Friday, January 27, 2012

Relationships in a Fishbowl

Maybe there’s no such thing as good characters—just good relationships. Seriously, we talk all the time about the importance of good characters, but who really cares? You can have a great “character”, but put them in the middle of a desert with no one to talk to, and what have you got? Not much. Even Tom Hanks had ‘Wilson’, the lovably silent volleyball with a drawn-on face in the film Castaway. The duo even got an MTV nomination for ‘Best On-Screen Chemistry’. Even when a character is all alone, the way they interact with their environment is a relationship on some level. So, maybe we’ve got it a little backwards.

As writers we often talk about creating characters and what that means. We then work very hard to create characters that are interesting, and then we throw them at other characters to see what happens. Truthfully, nobody cares anywhere near as much if the character is interesting if the interactions are dull.

The other day was my mother’s birthday (she turned 30-something, I’m certain of it J (love you, mom)), and that evening she wanted to watch one of her favorite shows: Downton Abbey. Not my thing, but it was my mom’s birthday, so I watched it with her. Being a story person, I analyzed the show very closely, and what I realized was that I was watching Star Wars. Just another melodrama, not necessarily with familiar characters, but familiar relationships. The characters who love one another despite the odds (friendship, romance or family), the characters who hate one another despite the reasons not to, and the characters who hate despite the fact that they are not themselves hated in return. Suddenly, there is drama, and story. The marriage between plot and character, so often seen as disparate elements.

I went home with these thoughts in my head and proceeded to do the unthinkable: I pulled up Netflix on my laptop and started watching the pilot episode to Grey’s Anatomy. I watched purely for the relationships; and by yesterday evening I had watched the first six episodes with only minor shame.

We like to give our characters back story for the sake of itself; but what’s the point? So we can have a character with a back story? As a reader/viewer I only care about the back story if it explains the relationships—and it’s something I don’t mind learning over time. Like the jerk on Grey’s Anatomy who is antagonistic to everyone, whom everyone hates, until it is slowly revealed his father was a heroine addict and his home life was a mess. Suddenly the character has depth, and the relationships become more meaningful. But it wasn’t the back story that brought me in, it was the relationships made real by the back story.

So, as I continue to write, I find myself asking two major questions: are the relationships interesting? And what fish bowl have I thrown my characters into, thus forcing them to interact? If the answers to both of these questions is interesting, then I think I’ve got what it takes to write something that resonates. 

1 comment:

Erik said...

I like how you call your stages 'fishbowls.' It's a great visual on writer/reader perspective. It also helps me to remove myself a bit from meddling with them too much, like a painter who keeps painting to try to make things "more perfect." People are messy, they aren't perfect.

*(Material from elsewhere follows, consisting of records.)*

//! Request builders for every supported endpoint.
//!
//! Builders are pure: they validate inputs, resolve time-relative defaults to
//! concrete values and return an [`ApiRequest`]. Both the async and the
//! blocking client execute the same requests, so cache keys match across modes.

use chrono::{DateTime, TimeDelta, Utc};
use url::Url;

use crate::core::YfError;
use crate::core::cache::CacheKey;
use crate::core::models::{
    CalendarModule, ChartEvent, Interval, QuoteSummaryModule, Range, join_unique,
};
use crate::core::params::QueryParams;
use crate::core::timeseries;

/// 2020-01-01T00:00:00Z, the default start of a fundamentals timeseries.
pub(crate) const DEFAULT_TIMESERIES_START: i64 = 1_577_836_800;

/// The calendar screener rejects windows longer than this.
const CALENDAR_MAX_DAYS: i64 = 150;
const CALENDAR_DEFAULT_DAYS: i64 = 149;

/// A fully resolved call: URL with path parameters substituted, flat query
/// parameters, and whether a crumb must be attached.
#[derive(Debug, Clone)]
pub(crate) struct ApiRequest {
    pub(crate) op: &'static str,
    pub(crate) url: Url,
    pub(crate) params: QueryParams,
    pub(crate) needs_crumb: bool,
}

impl ApiRequest {
    fn new(op: &'static str, url: Url, params: QueryParams) -> Self {
        Self {
            op,
            url,
            params,
            needs_crumb: false,
        }
    }

    const fn with_crumb(mut self) -> Self {
        self.needs_crumb = true;
        self
    }

    pub(crate) fn cache_key(&self) -> CacheKey {
        CacheKey::new(
            self.op,
            format!("{}?{}", self.url, self.params.cache_fragment()),
        )
    }
}

/// Parameters for the chart endpoint.
///
/// Either a relative [`Range`] or an absolute `period1`/`period2` window (epoch
/// seconds) may be given; Yahoo prefers the window when both are present.
#[derive(Debug, Clone, PartialEq, Eq)]
pub struct ChartQuery {
    interval: Interval,
    range: Option<Range>,
    period1: Option<i64>,
    period2: Option<i64>,
    include_pre_post: Option<bool>,
    events: Vec<ChartEvent>,
}

impl ChartQuery {
    /// Chart at `interval`, with every corporate event attached.
    #[must_use]
    pub fn new(interval: Interval) -> Self {
        Self {
            interval,
            range: None,
            period1: None,
            period2: None,
            include_pre_post: None,
            events: ChartEvent::ALL.to_vec(),
        }
    }

    /// Relative lookback.
    #[must_use]
    pub const fn range(mut self, range: Range) -> Self {
        self.range = Some(range);
        self
    }

    /// Absolute window in epoch seconds.
    #[must_use]
    pub const fn between(mut self, period1: i64, period2: i64) -> Self {
        self.period1 = Some(period1);
        self.period2 = Some(period2);
        self
    }

    /// Start of the window only.
    #[must_use]
    pub const fn period1(mut self, period1: i64) -> Self {
        self.period1 = Some(period1);
        self
    }

    /// End of the window only.
    #[must_use]
    pub const fn period2(mut self, period2: i64) -> Self {
        self.period2 = Some(period2);
        self
    }

    /// Include pre- and post-market bars.
    #[must_use]
    pub const fn include_pre_post(mut self, yes: bool) -> Self {
        self.include_pre_post = Some(yes);
        self
    }

    /// Events to attach; an empty list omits the `events` parameter.
    #[must_use]
    pub fn events(mut self, events: impl Into<Vec<ChartEvent>>) -> Self {
        self.events = events.into();
        self
    }
}

fn default_params() -> QueryParams {
    QueryParams::new()
        .with("region", "US")
        .with("lang", "en-US")
        .with("formatted", false)
        .with("corsDomain", "finance.yahoo.com")
}

/// Join path segments onto `base`, percent-encoding each one.
fn endpoint(base: &Url, segments: &[&str]) -> Result<Url, YfError> {
    let mut url = base.clone();
    url.path_segments_mut()
        .map_err(|()| YfError::InvalidParams(format!("base URL {base} cannot carry a path")))?
        .pop_if_empty()
        .extend(segments);
    Ok(url)
}

fn symbol(ticker: &str) -> Result<&str, YfError> {
    let t = ticker.trim();
    if t.is_empty() || t.contains(',') {
        return Err(YfError::InvalidParams(format!("invalid ticker symbol {ticker:?}")));
    }
    Ok(t)
}

/// Normalize a comma-separated ticker list: trimmed, no empties.
pub(crate) fn symbol_list(tickers: &str) -> Result<String, YfError> {
    let parts: Vec<&str> = tickers
        .split(',')
        .map(str::trim)
        .filter(|s| !s.is_empty())
        .collect();
    if parts.is_empty() {
        return Err(YfError::InvalidParams("at least one ticker symbol required".into()));
    }
    Ok(parts.join(","))
}

pub(crate) fn chart(base: &Url, ticker: &str, q: &ChartQuery) -> Result<ApiRequest, YfError> {
    if let (Some(p1), Some(p2)) = (q.period1, q.period2)
        && p1 > p2
    {
        return Err(YfError::InvalidParams(format!(
            "chart period1 ({p1}) must not be after period2 ({p2})"
        )));
    }

    let mut params = default_params()
        .with("source", "cosaic")
        .with("includeAdjustedClose", true)
        .with("userYfid", true)
        .with("interval", q.interval.as_str());
    if let Some(r) = q.range {
        params.set("range", r.as_str());
    }
    if let Some(p1) = q.period1 {
        params.set("period1", p1);
    }
    if let Some(p2) = q.period2 {
        params.set("period2", p2);
    }
    if let Some(pp) = q.include_pre_post {
        params.set("includePrePost", pp);
    }
    if !q.events.is_empty() {
        params.set("events", join_unique(&q.events, ChartEvent::as_str));
    }

    let url = endpoint(base, &["v8", "finance", "chart", symbol(ticker)?])?;
    Ok(ApiRequest::new("chart", url, params))
}

pub(crate) fn quote(
    base: &Url,
    tickers: &str,
    include_pre_post: Option<bool>,
) -> Result<ApiRequest, YfError> {
    let mut params = default_params().with("symbols", symbol_list(tickers)?);
    if let Some(pp) = include_pre_post {
        params.set("includePrePost", pp);
    }
    let url = endpoint(base, &["v7", "finance", "quote"])?;
    Ok(ApiRequest::new("quote", url, params).with_crumb())
}

pub(crate) fn quote_type(base: &Url, tickers: &str) -> Result<ApiRequest, YfError> {
    let params = default_params()
        .with("enablePrivateCompany", true)
        .with("symbol", symbol_list(tickers)?);
    let url = endpoint(base, &["v1", "finance", "quoteType", ""])?;
    Ok(ApiRequest::new("quote_type", url, params))
}

pub(crate) fn quote_summary(
    base: &Url,
    ticker: &str,
    modules: &[QuoteSummaryModule],
) -> Result<ApiRequest, YfError> {
    if modules.is_empty() {
        return Err(YfError::InvalidParams("at least one quoteSummary module required".into()));
    }
    let params = default_params()
        .with("enablePrivateCompany", true)
        .with("enableQSPExpandedEarnings", true)
        .with("overnightPrice", true)
        .with("modules", join_unique(modules, QuoteSummaryModule::as_str));
    let url = endpoint(base, &["v10", "finance", "quoteSummary", symbol(ticker)?])?;
    Ok(ApiRequest::new("quote_summary", url, params).with_crumb())
}

pub(crate) fn timeseries(
    base: &Url,
    ticker: &str,
    types: &str,
    period1: Option<i64>,
    period2: Option<i64>,
    now: DateTime<Utc>,
) -> Result<ApiRequest, YfError> {
    let types = timeseries::normalize_types(types)?;
    let period1 = period1.unwrap_or(DEFAULT_TIMESERIES_START);
    let period2 = period2.unwrap_or_else(|| now.timestamp());
    if period1 > period2 {
        return Err(YfError::InvalidParams(format!(
            "timeseries period1 ({period1}) must not be after period2 ({period2})"
        )));
    }

    let params = default_params()
        .with("merge", false)
        .with("padTimeSeries", true)
        .with("type", types)
        .with("period1", period1)
        .with("period2", period2);
    let url = endpoint(
        base,
        &["ws", "fundamentals-timeseries", "v1", "finance", "timeseries", symbol(ticker)?],
    )?;
    Ok(ApiRequest::new("timeseries", url, params))
}

pub(crate) fn options(base: &Url, ticker: &str) -> Result<ApiRequest, YfError> {
    let params = default_params().with("date", -1).with("straddle", false);
    let url = endpoint(base, &["v7", "finance", "options", symbol(ticker)?])?;
    Ok(ApiRequest::new("options", url, params).with_crumb())
}

pub(crate) fn search(base: &Url, query: &str) -> Result<ApiRequest, YfError> {
    let q = query.trim();
    if q.is_empty() {
        return Err(YfError::InvalidParams("search query must not be empty".into()));
    }
    let params = default_params().with("q", q);
    let url = endpoint(base, &["v1", "finance", "search"])?;
    Ok(ApiRequest::new("search", url, params))
}

pub(crate) fn recommendations(base: &Url, tickers: &str) -> Result<ApiRequest, YfError> {
    let list = symbol_list(tickers)?;
    let url = endpoint(base, &["v6", "finance", "recommendationsbysymbol", &list])?;
    Ok(ApiRequest::new("recommendations", url, default_params()))
}

pub(crate) fn insights(base: &Url, tickers: &str) -> Result<ApiRequest, YfError> {
    let params = default_params()
        .with("disableRelatedReports", true)
        .with("getAllResearchReports", true)
        .with("reportsCount", 4)
        .with("ssl", true)
        .with("symbols", symbol_list(tickers)?);
    let url = endpoint(base, &["ws", "insights", "v3", "finance", "insights"])?;
    Ok(ApiRequest::new("insights", url, params))
}

pub(crate) fn ratings(base: &Url, ticker: &str) -> Result<ApiRequest, YfError> {
    let params = default_params().with("exclude_noncurrent", true);
    let url = endpoint(base, &["v2", "ratings", "top", symbol(ticker)?])?;
    Ok(ApiRequest::new("ratings", url, params))
}

pub(crate) fn market_summaries(base: &Url) -> Result<ApiRequest, YfError> {
    let url = endpoint(base, &["v6", "finance", "quote", "marketSummary"])?;
    Ok(ApiRequest::new("market_summaries", url, default_params()))
}

pub(crate) fn trending(base: &Url) -> Result<ApiRequest, YfError> {
    let url = endpoint(base, &["v1", "finance", "trending", "US"])?;
    Ok(ApiRequest::new("trending", url, default_params()))
}

pub(crate) fn currencies(base: &Url) -> Result<ApiRequest, YfError> {
    let url = endpoint(base, &["v1", "finance", "currencies"])?;
    Ok(ApiRequest::new("currencies", url, default_params()))
}

/// `start_ms`/`end_ms` are epoch milliseconds. `end_ms` defaults to `now`,
/// `start_ms` to 149 days before the end.
pub(crate) fn calendar_events(
    base: &Url,
    modules: &[CalendarModule],
    start_ms: Option<i64>,
    end_ms: Option<i64>,
    now: DateTime<Utc>,
) -> Result<ApiRequest, YfError> {
    let out_of_range = || YfError::InvalidParams("calendar window is out of range".into());
    let end = end_ms.unwrap_or_else(|| now.timestamp_millis());
    let start = match start_ms {
        Some(s) => s,
        None => end
            .checked_sub(TimeDelta::days(CALENDAR_DEFAULT_DAYS).num_milliseconds())
            .ok_or_else(out_of_range)?,
    };
    if start > end {
        return Err(YfError::InvalidParams(format!(
            "calendar startDate ({start}) must not be after endDate ({end})"
        )));
    }
    let span = end.checked_sub(start).ok_or_else(out_of_range)?;
    if span > TimeDelta::days(CALENDAR_MAX_DAYS).num_milliseconds() {
        return Err(YfError::InvalidParams(format!(
            "calendar window must not exceed {CALENDAR_MAX_DAYS} days"
        )));
    }

    let mut params = default_params()
        .with("countPerDay", 25)
        .with("economicEventsHighImportanceOnly", true)
        .with("economicEventsRegionFilter", "");
    if !modules.is_empty() {
        params.set("modules", join_unique(modules, CalendarModule::as_str));
    }
    params.set("startDate", start);
    params.set("endDate", end);

    let url = endpoint(base, &["ws", "screeners", "v1", "finance", "calendar-events"])?;
    Ok(ApiRequest::new("calendar_events", url, params))
}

As I write, I invariably discover that some characters are intriguing (making even me, the writer, wonder about them,) and some characters are plot fodder. It often happens that I don't know which one a character will end up being. As I have reflected on this, I try to make real-world scenarios for my characters. I'll place them at the table across the coffee shop, and figure out if they are worrying about anything, or if they're innocuously sipping their latte. The ones that I can picture caring (read as: placing values on things that may or may not be shared by the people around them,) are the ones that matter to my story. Which, as you said, then begs the question 'why.'

Each character is unto itself a system. Adding interaction should be like introducing a new system, like two gyroscopes who get too close, or two engines trying to work together while they run.

Now, if only I could quit making my characters such extensions of myself. That's where I falter most.